There are a handful of comments that I see over and over again from those with Fibro and various chronic illnesses. These are feelings that I fight with often myself; the more I think about them the more I realize they are feelings that everyone struggles with (even healthy people). I don’t know if those of us with chronic illness struggle with these issues more, but here are 8 things spoonies need to know.
- You are not alone – I’m not even referring to the thousands of others who share your diagnosis, or to the community here on the internet that you can turn to. You are not alone. We often shut ourselves off from others around us, feeling that we can’t share our feelings, they don’t want to hear them, or they won’t understand them. But, that shutting out of others is on us, we make that choice. Give others the choice to hear what you need to say. Open up to those around you and will likely soon realize that you are not alone. They may not be able to identify with exactly what you are going through, or understand exactly how you feel, but they will do their best to listen, just as you would do for them. Give them the chance.
- You are not a failure at life – Everyone is a failure at some point in their life. We’ve all fallen down, but that doesn’t mean we’ve failed at life. The only time you are truely a failure is when you refuse to pick yourself back up and try again, when you give up. Don’t give up. Chronic illness can make us feel like terrible failures at life, at being a good partner, spouse, parent, worker, but only because we aren’t making the right comparisons. We all have this “ideal” in mind of who we should be, the perfect parent, the perfect spouse, worker, etc. No one is perfect. You weren’t perfect even when you were healthy! And, even if you can’t be the person you were before that still doesn’t mean you are a failure. You are simply doing the best you can and that makes you a success!
- You don’t have to apologize – When did this become a world where people feel they have to apologize for everything? Ok, you stepped on my toes (literally) or pushed me into a wall, you should say you are sorry, but you should never feel that you have to apologize for being who you are, and that includes being ill. You are not responsible for your illness, you didn’t cause it, you don’t deserve it, so you should never feel that you have to apologize for it.

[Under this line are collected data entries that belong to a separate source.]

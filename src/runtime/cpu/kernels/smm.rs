//! Column-builder and GEMM kernels of the im2col convolution.

use crate::algorithm::NdRange;
use crate::dtype::Element;
use crate::ops::conv_common::SmmConv2dParams;
use crate::runtime::cpu::CpuClient;

/// Fill the column buffer from a contiguous input.
///
/// One invocation per `(sample, channel, tap)` of `range`; invocations whose
/// tap lies past the kernel area (tile rounding) do nothing. Each invocation
/// walks every output position and writes the input value its tap reads, or
/// zero when that position falls in the padding.
///
/// # Safety
///
/// - `input` must point to `samples * c_in * height * width` contiguous elements
/// - `columns` must point to `params.column_layout().len()` writable elements
/// - `range` must be the column range planned for `params`
pub unsafe fn smm_columns_kernel<T: Element>(
    client: &CpuClient,
    input: *const T,
    columns: *mut T,
    params: &SmmConv2dParams,
    range: &NdRange,
) {
    let layout = params.column_layout();
    let kernel_area = params.kernel_area();
    let input_addr = input as usize;
    let columns_addr = columns as usize;

    client.parallel_for(range, |item| {
        let sample = item.global_id(0);
        let channel = item.global_id(1);
        let tap = item.global_id(2);
        if tap >= kernel_area {
            return;
        }
        let ker_h = tap / params.kernel_w;
        let ker_w = tap % params.kernel_w;

        let input = input_addr as *const T;
        let columns = columns_addr as *mut T;

        for out_h in 0..params.output_h {
            let src_h = params.source_row(out_h, ker_h);
            for out_w in 0..params.output_w {
                let value = match (src_h, params.source_col(out_w, ker_w)) {
                    (Some(h), Some(w)) => unsafe {
                        *input.add(params.input_index(sample, channel, h, w))
                    },
                    _ => T::zero(),
                };
                let out_pos = out_h * params.output_w + out_w;
                unsafe {
                    *columns.add(layout.index(sample, out_pos, channel, tap)) = value;
                }
            }
        }
    });
}

/// Multiply column rows by kernel rows into the output.
///
/// One invocation per `(sample, out_channel, out_pos)` of `range`;
/// invocations outside `c_out x out_area` (tile rounding) do nothing. The
/// reduction runs in a fixed order, so results do not depend on scheduling.
///
/// # Safety
///
/// - `columns` must hold a fully written column buffer for `params`
/// - `weight` must point to `c_out * c_in * kernel_h * kernel_w` contiguous elements
/// - `bias`, when present, must point to `c_out` elements
/// - `output` must point to `samples * c_out * out_area` writable elements
/// - `range` must be the GEMM range planned for `params`
pub unsafe fn smm_gemm_kernel<T: Element>(
    client: &CpuClient,
    columns: *const T,
    weight: *const T,
    bias: Option<*const T>,
    output: *mut T,
    params: &SmmConv2dParams,
    range: &NdRange,
) {
    let layout = params.column_layout();
    let col_height = layout.col_height();
    let out_area = params.out_area();
    let columns_addr = columns as usize;
    let weight_addr = weight as usize;
    let bias_addr = bias.map(|p| p as usize);
    let output_addr = output as usize;

    client.parallel_for(range, |item| {
        let sample = item.global_id(0);
        let out_c = item.global_id(1);
        let out_pos = item.global_id(2);
        if out_pos >= out_area || out_c >= params.c_out {
            return;
        }

        let (col_row, ker_row) = unsafe {
            (
                std::slice::from_raw_parts(
                    (columns_addr as *const T).add(layout.row_offset(sample, out_pos)),
                    col_height,
                ),
                std::slice::from_raw_parts(
                    (weight_addr as *const T).add(params.weight_row_offset(out_c)),
                    col_height,
                ),
            )
        };

        let mut acc = col_row
            .iter()
            .zip(ker_row)
            .fold(T::zero(), |acc, (&c, &k)| acc + c * k);

        if let Some(addr) = bias_addr {
            acc = acc + unsafe { *(addr as *const T).add(out_c) };
        }

        unsafe {
            *(output_addr as *mut T).add(params.output_index(sample, out_c, out_pos)) = acc;
        }
    });
}
//! Backend-independent pieces of the im2col + GEMM convolution
//!
//! Everything here is pure and device-free, so every backend computes the same
//! output shape, launches the same work-group shapes and agrees on the same
//! column-buffer layout:
//!
//! - [`output_shape`] - output spatial extent for one axis
//! - [`work_split`] - n-d launch ranges for the column and GEMM phases
//! - [`col_index`] - linearization of the intermediate column buffer
//!
//! ```text
//! input [N, C_in, H, W]
//!   │  phase 1: column builder, range [N, C_in, taps]
//!   ▼
//! columns [N, out_h*out_w, C_in*K_h*K_w]      ◄── ColumnLayout
//!   │  barrier
//!   │  phase 2: GEMM, range [N, C_out, out_h*out_w]
//!   ▼
//! output [N, C_out, out_h, out_w]
//! ```

pub mod col_index;
pub mod output_shape;
pub mod work_split;

pub use col_index::ColumnLayout;
pub use output_shape::output_extent;
pub use work_split::{
    GROUP_SIZE_GUESS, NdItem, NdRange, SmmLaunchPlan, Split1d, Split2d, WorkGroupConfig,
    proportionate_2d_work_split, split_1d,
};
//! Core trait for compute backends

use crate::error::Result;

/// Core trait for compute backends
///
/// `Runtime` abstracts over compute devices (CPU, GPU). It uses static
/// dispatch via generics; tensors are parameterized by their runtime.
///
/// Device memory is addressed by an opaque `u64` handle: a host pointer on
/// the CPU, a buffer id on WebGPU.
///
/// # Example
///
/// ```ignore
/// let device = CpuRuntime::default_device();
/// let ptr = CpuRuntime::allocate(1024, &device)?;
/// // ... use memory ...
/// CpuRuntime::deallocate(ptr, 1024, &device);
/// ```
pub trait Runtime: Clone + Send + Sync + 'static {
    /// Device identifier type
    type Device: super::Device;

    /// Client for dispatching operations
    type Client: super::RuntimeClient<Self>;

    /// Human-readable name of this runtime
    fn name() -> &'static str;

    /// Allocate device memory
    ///
    /// Returns `Err(OutOfMemory)` if allocation fails.
    fn allocate(size_bytes: usize, device: &Self::Device) -> Result<u64>;

    /// Deallocate device memory
    fn deallocate(ptr: u64, size_bytes: usize, device: &Self::Device);

    /// Copy data from host to device
    fn copy_to_device(src: &[u8], dst: u64, device: &Self::Device) -> Result<()>;

    /// Copy data from device to host
    fn copy_from_device(src: u64, dst: &mut [u8], device: &Self::Device) -> Result<()>;

    /// Copy strided data to a contiguous buffer
    ///
    /// # Parameters
    /// - `src_handle`: Source buffer handle
    /// - `src_byte_offset`: Byte offset into source buffer
    /// - `dst_handle`: Destination buffer handle
    /// - `shape`: Shape of the tensor
    /// - `strides`: Strides of the source tensor (in elements, not bytes)
    /// - `elem_size`: Size of each element in bytes
    fn copy_strided(
        src_handle: u64,
        src_byte_offset: usize,
        dst_handle: u64,
        shape: &[usize],
        strides: &[isize],
        elem_size: usize,
        device: &Self::Device,
    ) -> Result<()>;

    /// Get the default device
    fn default_device() -> Self::Device;

    /// Get the default client for a device
    fn default_client(device: &Self::Device) -> Self::Client;
}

- It’s ok to talk about it – After a while we get tired of even thinking about how we feel and because we don’t want to think about it, we assume no one else wants to hear about it, so we don’t talk about it. At least that’s what I’d say has happened to me. Unless someone specifically asks me something about my health I rarely mention it, and I’m even less likely to talk about how I feel mentally, about my fears, and all the other thoughts that roll around in my brain. I need this reminder – it’s ok to talk about it. It’s ok to share my fears and to talk openly with others about what I’m thinking. Sometimes just talking openly is enough to make me feel much better.
- It’s not all in your head – It seems that often we are made to feel that our pain is all in our head, especially those with chronic pain disorders like Fibromyalgia. We wonder if it’s all in our head because there’s nothing to “prove our pain”. It doesn’t help when we read silly articles online or have some “friend” who makes a comment. Just because there’s no way to “prove” pain through tests, doesn’t mean it isn’t there. Your pain is real, your fatigue is real, your illness is real.
- You are not a whiner – This falls in with #4. Too often we end up feeling like if we mention our illness, our pain at all then we are just whining. Talking about your pain does not make you a whiner, it makes you a person. You should never feel that you have to take a back seat and avoid talking about the realities of your life. Even if there are others who say that you are just a complainer or making it up, or just whining, that doesn’t mean it’s true. Share your truth, and if others can’t hear it it may be time to stop giving them the chance.
- You don’t have to explain yourself – We often get stuck in a rut of feeling like we have to explain ourselves, or provide excuses for ourselves, our actions, our need to “pencil it in” or cancel at the last minute. Constantly feeling that we need to explain ourselves only adds to the guilt that we shouldn’t be feeling anyway. It’s frustrating. There’s no reason that you have to provide an explanation for your actions (or lack of actions). If you can’t do something just say “no”. If someone wants to be difficult about it, walk away. If you feel comfortable enough with someone that you want to share the challenges your illness provides, do so. But, there’s no need to feel that you have to explain yourself every time you need to say no or set a limit.
- You are not letting everyone down – I know it often feels like you are letting everyone down. When you have to cancel plans at the last minute, or you aren’t able to take your children somewhere they want to go, or do something with them that they want to do. It hurts inside when this happens. And, while they may be disappointed for a moment, what is more important is that you are there in the long-term, that you are doing the best you can. If that means that you set limits as you go, then you are doing what you should do. We all need to set limits.
It’s hard to keep these things in mind, I know it’s something that I struggle with daily. We all have fears, but we need to know that we are not alone, we are not failures, we don’t have to apologize, it’s ok to talk about it, it’s not all in our heads, you are not a whiner, you don’t have to explain yourself, and you are not letting everyone down. Keep doing the best that you can.